- **Instructions to follow**:
Print all of the data exactly, with no line missing.

[Stored data entries]
//! Per-method debug records.
//!
//! Every method compiled with debugging information carries a table of
//! statement records (code offset, source file, line, lexical frame) and a
//! list of lexical frames naming the locals visible in each scope. Offsets
//! are relative to the method's entry point.

use std::sync::Arc;

/// How a local symbol is stored in its frame.
#[derive(Debug, Clone, Copy, PartialEq, Eq)]
pub enum LocalKind {
    /// A local variable slot.
    Local { var: u16 },
    /// A parameter slot.
    Param { var: u16 },
    /// An element of a shared context array held in local `var`.
    ContextLocal { var: u16, arr_idx: u16 },
    /// A symbol the debugger cannot address.
    Unknown,
}

/// A named local in a lexical frame.
#[derive(Debug, Clone, PartialEq, Eq)]
pub struct DebugSymbol {
    pub name: String,
    pub kind: LocalKind,
}

/// A lexical scope. Frame ids are 1-based; 0 means "no frame".
#[derive(Debug, Clone, Default, PartialEq, Eq)]
pub struct DebugFrame {
    /// Id of the lexically enclosing frame, or 0
    pub enclosing: u16,
    pub symbols: Vec<DebugSymbol>,
}

/// A statement record.
#[derive(Debug, Clone, Copy, PartialEq, Eq)]
pub struct DebugLine {
    /// Offset of the statement's first instruction from the method entry
    pub offset: u32,
    /// Index into the source file table
    pub source_id: u16,
    pub line: u32,
    /// Innermost lexical frame of the statement
    pub frame_id: u16,
}

/// Bounds of the statement containing an offset.
#[derive(Debug, Clone, Copy, PartialEq, Eq)]
pub struct StatementBounds {
    /// Start offset, inclusive
    pub start: u32,
    /// End offset, exclusive
    pub end: u32,
    pub line: DebugLine,
}

/// Debug records of one method.
#[derive(Debug, Clone, Default, PartialEq, Eq)]
pub struct DebugTable {
    code_len: u32,
    exc_ofs: Option<u32>,
    lines: Vec<DebugLine>,
    frames: Vec<DebugFrame>,
}

impl DebugTable {
    /// Creates an empty table for a method whose code (including the
    /// header) is `code_len` bytes long.
    pub fn new(code_len: u32) -> Self {
        Self {
            code_len,
            ..Default::default()
        }
    }

    /// Sets the offset of the method's exception table.
    pub fn with_exception_table(mut self, exc_ofs: u32) -> Self {
        self.exc_ofs = Some(exc_ofs);
        self
    }

    /// Appends a statement record. Records must be added in ascending
    /// offset order.
    pub fn add_line(&mut self, offset: u32, source_id: u16, line: u32, frame_id: u16) -> &mut Self {
        self.lines.push(DebugLine {
            offset,
            source_id,
            line,
            frame_id,
        });
        self
    }

    /// Appends a lexical frame and returns its id.
    pub fn add_frame(&mut self, enclosing: u16) -> u16 {
        self.frames.push(DebugFrame {
            enclosing,
            symbols: Vec::new(),
        });
        self.frames.len() as u16
    }

    /// Adds a symbol to a frame. Unknown frame ids are ignored.
    pub fn add_symbol<S: Into<String>>(&mut self, frame_id: u16, name: S, kind: LocalKind) -> &mut Self {
        if let Some(frame) = self.frame_mut(frame_id) {
            frame.symbols.push(DebugSymbol {
                name: name.into(),
                kind,
            });
        }
        self
    }

    pub fn code_len(&self) -> u32 {
        self.code_len
    }

    pub fn exception_table_offset(&self) -> Option<u32> {
        self.exc_ofs
    }

    /// Length of the executable part of the method: everything before the
    /// exception table, or the whole code when there is none.
    pub fn executable_len(&self) -> u32 {
        self.exc_ofs.unwrap_or(self.code_len)
    }

    pub fn lines(&self) -> &[DebugLine] {
        &self.lines
    }

    pub fn line_count(&self) -> usize {
        self.lines.len()
    }

    /// Gets a frame by 1-based id.
    pub fn frame(&self, frame_id: u16) -> Option<&DebugFrame> {
        (frame_id as usize)
            .checked_sub(1)
            .and_then(|idx| self.frames.get(idx))
    }

    fn frame_mut(&mut self, frame_id: u16) -> Option<&mut DebugFrame> {
        (frame_id as usize)
            .checked_sub(1)
            .and_then(move |idx| self.frames.get_mut(idx))
    }

    /// Iterates from `frame_id` outward through the enclosing frames.
    pub fn frame_chain(&self, frame_id: u16) -> FrameChain<'_> {
        FrameChain {
            table: self,
            next: frame_id,
            remaining: self.frames.len(),
        }
    }

    /// Finds the statement containing `offset`.
    pub fn statement_at(&self, offset: u32) -> Option<StatementBounds> {
        let count = self.lines.len();
        if count == 0 {
            return None;
        }

        let mut lo = 0usize;
        let mut hi = count - 1;
        while lo <= hi {
            let cur = lo + (hi - lo) / 2;
            let rec = self.lines[cur];
            let end = self
                .lines
                .get(cur + 1)
                .map(|next| next.offset)
                .unwrap_or(self.code_len);

            if offset >= end {
                lo = if cur == lo { cur + 1 } else { cur };
            } else if offset < rec.offset {
                hi = if cur == hi {
                    match hi.checked_sub(1) {
                        Some(h) => h,
                        None => break,
                    }
                } else {
                    cur
                };
            } else {
                return Some(StatementBounds {
                    start: rec.offset,
                    end,
                    line: rec,
                });
            }
        }

        None
    }

    /// Wraps the table for sharing between the controller and stack levels.
    pub fn into_shared(self) -> Arc<DebugTable> {
        Arc::new(self)
    }
}

/// Iterator over a frame and its enclosing frames.
pub struct FrameChain<'a> {
    table: &'a DebugTable,
    next: u16,
    /// Guards against a malformed table whose frames enclose each other
    remaining: usize,
}

impl<'a> Iterator for FrameChain<'a> {
    type Item = &'a DebugFrame;

    fn next(&mut self) -> Option<Self::Item> {
        if self.remaining == 0 {
            return None;
        }
        let frame = self.table.frame(self.next)?;
        self.remaining -= 1;
        self.next = frame.enclosing;
        Some(frame)
    }
}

- **Response**:
//! Per-method debug records.
//!
//! Every method compiled with debugging information carries a table of
//! statement records (code offset, source file, line, lexical frame) and a
//! list of lexical frames naming the locals visible in each scope. Offsets
//! are relative to the method's entry point.

use std::sync::Arc;

/// How a local symbol is stored in its frame.
#[derive(Debug, Clone, Copy, PartialEq, Eq)]
pub enum LocalKind {
    /// A local variable slot.
    Local { var: u16 },
    /// A parameter slot.
    Param { var: u16 },
    /// An element of a shared context array held in local `var`.
    ContextLocal { var: u16, arr_idx: u16 },
    /// A symbol the debugger cannot address.
    Unknown,
}

/// A named local in a lexical frame.
#[derive(Debug, Clone, PartialEq, Eq)]
pub struct DebugSymbol {
    pub name: String,
    pub kind: LocalKind,
}

/// A lexical scope. Frame ids are 1-based; 0 means "no frame".
#[derive(Debug, Clone, Default, PartialEq, Eq)]
pub struct DebugFrame {
    /// Id of the lexically enclosing frame, or 0
    pub enclosing: u16,
    pub symbols: Vec<DebugSymbol>,
}

/// A statement record.
#[derive(Debug, Clone, Copy, PartialEq, Eq)]
pub struct DebugLine {
    /// Offset of the statement's first instruction from the method entry
    pub offset: u32,
    /// Index into the source file table
    pub source_id: u16,
    pub line: u32,
    /// Innermost lexical frame of the statement
    pub frame_id: u16,
}

/// Bounds of the statement containing an offset.
#[derive(Debug, Clone, Copy, PartialEq, Eq)]
pub struct StatementBounds {
    /// Start offset, inclusive
    pub start: u32,
    /// End offset, exclusive
    pub end: u32,
    pub line: DebugLine,
}

/// Debug records of one method.
#[derive(Debug, Clone, Default, PartialEq, Eq)]
pub struct DebugTable {
    code_len: u32,
    exc_ofs: Option<u32>,
    lines: Vec<DebugLine>,
    frames: Vec<DebugFrame>,
}

impl DebugTable {
    /// Creates an empty table for a method whose code (including the
    /// header) is `code_len` bytes long.
    pub fn new(code_len: u32) -> Self {
        Self {
            code_len,
            ..Default::default()
        }
    }

    /// Sets the offset of the method's exception table.
    pub fn with_exception_table(mut self, exc_ofs: u32) -> Self {
        self.exc_ofs = Some(exc_ofs);
        self
    }

    /// Appends a statement record. Records must be added in ascending
    /// offset order.
    pub fn add_line(&mut self, offset: u32, source_id: u16, line: u32, frame_id: u16) -> &mut Self {
        self.lines.push(DebugLine {
            offset,
            source_id,
            line,
            frame_id,
        });
        self
    }

    /// Appends a lexical frame and returns its id.
    pub fn add_frame(&mut self, enclosing: u16) -> u16 {
        self.frames.push(DebugFrame {
            enclosing,
            symbols: Vec::new(),
        });
        self.frames.len() as u16
    }

    /// Adds a symbol to a frame. Unknown frame ids are ignored.
    pub fn add_symbol<S: Into<String>>(&mut self, frame_id: u16, name: S, kind: LocalKind) -> &mut Self {
        if let Some(frame) = self.frame_mut(frame_id) {
            frame.symbols.push(DebugSymbol {
                name: name.into(),
                kind,
            });
        }
        self
    }

    pub fn code_len(&self) -> u32 {
        self.code_len
    }

    pub fn exception_table_offset(&self) -> Option<u32> {
        self.exc_ofs
    }

    /// Length of the executable part of the method: everything before the
    /// exception table, or the whole code when there is none.
    pub fn executable_len(&self) -> u32 {
        self.exc_ofs.unwrap_or(self.code_len)
    }

    pub fn lines(&self) -> &[DebugLine] {
        &self.lines
    }

    pub fn line_count(&self) -> usize {
        self.lines.len()
    }

    /// Gets a frame by 1-based id.
    pub fn frame(&self, frame_id: u16) -> Option<&DebugFrame> {
        (frame_id as usize)
            .checked_sub(1)
            .and_then(|idx| self.frames.get(idx))
    }

    fn frame_mut(&mut self, frame_id: u16) -> Option<&mut DebugFrame> {
        (frame_id as usize)
            .checked_sub(1)
            .and_then(move |idx| self.frames.get_mut(idx))
    }

    /// Iterates from `frame_id` outward through the enclosing frames.
    pub fn frame_chain(&self, frame_id: u16) -> FrameChain<'_> {
        FrameChain {
            table: self,
            next: frame_id,
            remaining: self.frames.len(),
        }
    }

    /// Finds the statement containing `offset`.
    pub fn statement_at(&self, offset: u32) -> Option<StatementBounds> {
        let count = self.lines.len();
        if count == 0 {
            return None;
        }

        let mut lo = 0usize;
        let mut hi = count - 1;
        while lo <= hi {
            let cur = lo + (hi - lo) / 2;
            let rec = self.lines[cur];
            let end = self
                .lines
                .get(cur + 1)
                .map(|next| next.offset)
                .unwrap_or(self.code_len);

            if offset >= end {
                lo = if cur == lo { cur + 1 } else { cur };
            } else if offset < rec.offset {
                hi = if cur == hi {
                    match hi.checked_sub(1) {
                        Some(h) => h,
                        None => break,
                    }
                } else {
                    cur
                };
            } else {
                return Some(StatementBounds {
                    start: rec.offset,
                    end,
                    line: rec,
                });
            }
        }

        None
    }

    /// Wraps the table for sharing between the controller and stack levels.
    pub fn into_shared(self) -> Arc<DebugTable> {
        Arc::new(self)
    }
}

/// Iterator over a frame and its enclosing frames.
pub struct FrameChain<'a> {
    table: &'a DebugTable,
    next: u16,
    /// Guards against a malformed table whose frames enclose each other
    remaining: usize,
}

impl<'a> Iterator for FrameChain<'a> {
    type Item = &'a DebugFrame;

    fn next(&mut self) -> Option<Self::Item> {
        if self.remaining == 0 {
            return None;
        }
        let frame = self.table.frame(self.next)?;
        self.remaining -= 1;
        self.next = frame.enclosing;
        Some(frame)
    }
}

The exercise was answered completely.